Customs data showed that China’s exports increased in March for the first time in six months as the second-largest economy in the world resumed its rebound after the onerous coronavirus restrictions were lifted late last year.
Total exports increased 14.8% year over year, a significant increase over last March when tight virus lockdowns hindered regular economic activity, as per data.
According to Bloomberg News, the first increase since September defied analysts’ predictions, many of whom expected a further decline.
“The positive surprise may be partly due to a low base effect as the Covid outbreaks in March last year forced many factories to shut down,” said Zhiwei Zhang, of Pinpoint Asset Management.
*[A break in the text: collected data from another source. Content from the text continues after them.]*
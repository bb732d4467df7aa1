// SPDX-FileCopyrightText: 2025 Jason Pena <jasonpena@awkless.com>
// SPDX-License-Identifier: MIT

//! Path resolution utilities.
//!
//! Determine where the manifest and property files of a project module live
//! relative to the project root.

use std::path::{Path, PathBuf};

/// File name of a module's manifest.
pub const MANIFEST_FILE: &str = "project.toml";

/// Determine directory of project module.
///
/// The empty module name refers to the project root itself.
pub fn module_dir(root: impl AsRef<Path>, module: &str) -> PathBuf {
    match module {
        "" => root.as_ref().to_path_buf(),
        module => root.as_ref().join(module),
    }
}

/// Determine path to manifest of project module.
pub fn manifest_path(root: impl AsRef<Path>, module: &str) -> PathBuf {
    module_dir(root, module).join(MANIFEST_FILE)
}

/// Determine resources directory of project module.
pub fn resources_dir(root: impl AsRef<Path>, module: &str) -> PathBuf {
    module_dir(root, module)
        .join("src")
        .join("main")
        .join("resources")
}

/// Determine path to Spring property file for optional profile.
pub fn properties_path(resources: impl AsRef<Path>, profile: Option<&str>) -> PathBuf {
    match profile {
        Some(profile) => resources
            .as_ref()
            .join(format!("application-{profile}.properties")),
        None => resources.as_ref().join("application.properties"),
    }
}

/// Expand user supplied project root.
///
/// Performs shell expansion, e.g., "~/work/$PROJECT" becomes
/// "/home/user/work/petclinic".
///
/// # Errors
///
/// - Return [`ExpandError`] if a variable in the path cannot be resolved.
pub fn expand_project_root(raw: impl AsRef<str>) -> Result<PathBuf> {
    Ok(PathBuf::from(shellexpand::full(raw.as_ref())?.into_owned()))
}

/// Project root cannot be shell expanded.
#[derive(Debug, thiserror::Error)]
#[error("cannot expand project path")]
pub struct ExpandError(#[from] shellexpand::LookupError<std::env::VarError>);

/// Friendly result alias :3
pub type Result<T, E = ExpandError> = std::result::Result<T, E>;

#[cfg(test)]
mod tests {
    use super::*;
    use pretty_assertions::assert_eq;
    use sealed_test::prelude::*;

    #[test]
    fn resolve_module_paths() {
        assert_eq!(manifest_path("/work/app", ""), PathBuf::from("/work/app/project.toml"));
        assert_eq!(
            manifest_path("/work/app", "domain"),
            PathBuf::from("/work/app/domain/project.toml")
        );
        assert_eq!(
            resources_dir("/work/app", "web"),
            PathBuf::from("/work/app/web/src/main/resources")
        );
    }

    #[test]
    fn resolve_properties_path_by_profile() {
        let resources = resources_dir("/work/app", "");
        assert_eq!(
            properties_path(&resources, None),
            PathBuf::from("/work/app/src/main/resources/application.properties")
        );
        assert_eq!(
            properties_path(&resources, Some("dev")),
            PathBuf::from("/work/app/src/main/resources/application-dev.properties")
        );
    }

    #[sealed_test(env = [("PROJECT", "petclinic")])]
    fn expand_project_root_variables() -> anyhow::Result<()> {
        let result = expand_project_root("/work/$PROJECT")?;
        assert_eq!(result, PathBuf::from("/work/petclinic"));
        assert!(expand_project_root("/work/$JPACONF_UNSET_VARIABLE").is_err());

        Ok(())
    }
}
The strong growth may also be a result of “inventory and order cycles for exporters”, Zhang added.
In December, China abruptly dropped some of the harshest Covid restrictions in the world, setting off a flurry of lawsuits that made it difficult for many enterprises to conduct regular business.
The outbreak “likely depleted factories’ inventories”, Zhang said, but added that “factories are (now) running at full capacity (and have) caught up the cumulated orders from the past”.
The Director of the International Monetary Fund, Kristalina Georgieva, recently expressed optimism about China’s prospects, as Beijing is expected to contribute significantly to global economic development, making up approximately one-third of it in 2023.
According to China’s social and economic development plan, the country’s GDP is anticipated to by 5% this year. Some academics, though, are more optimistic about China’s economic development. The country’s GDP could grow by 6% in 2023, according to Chen Fengying, the former head of the Institute of World Economic Studies at the China Institute of Contemporary International Relations.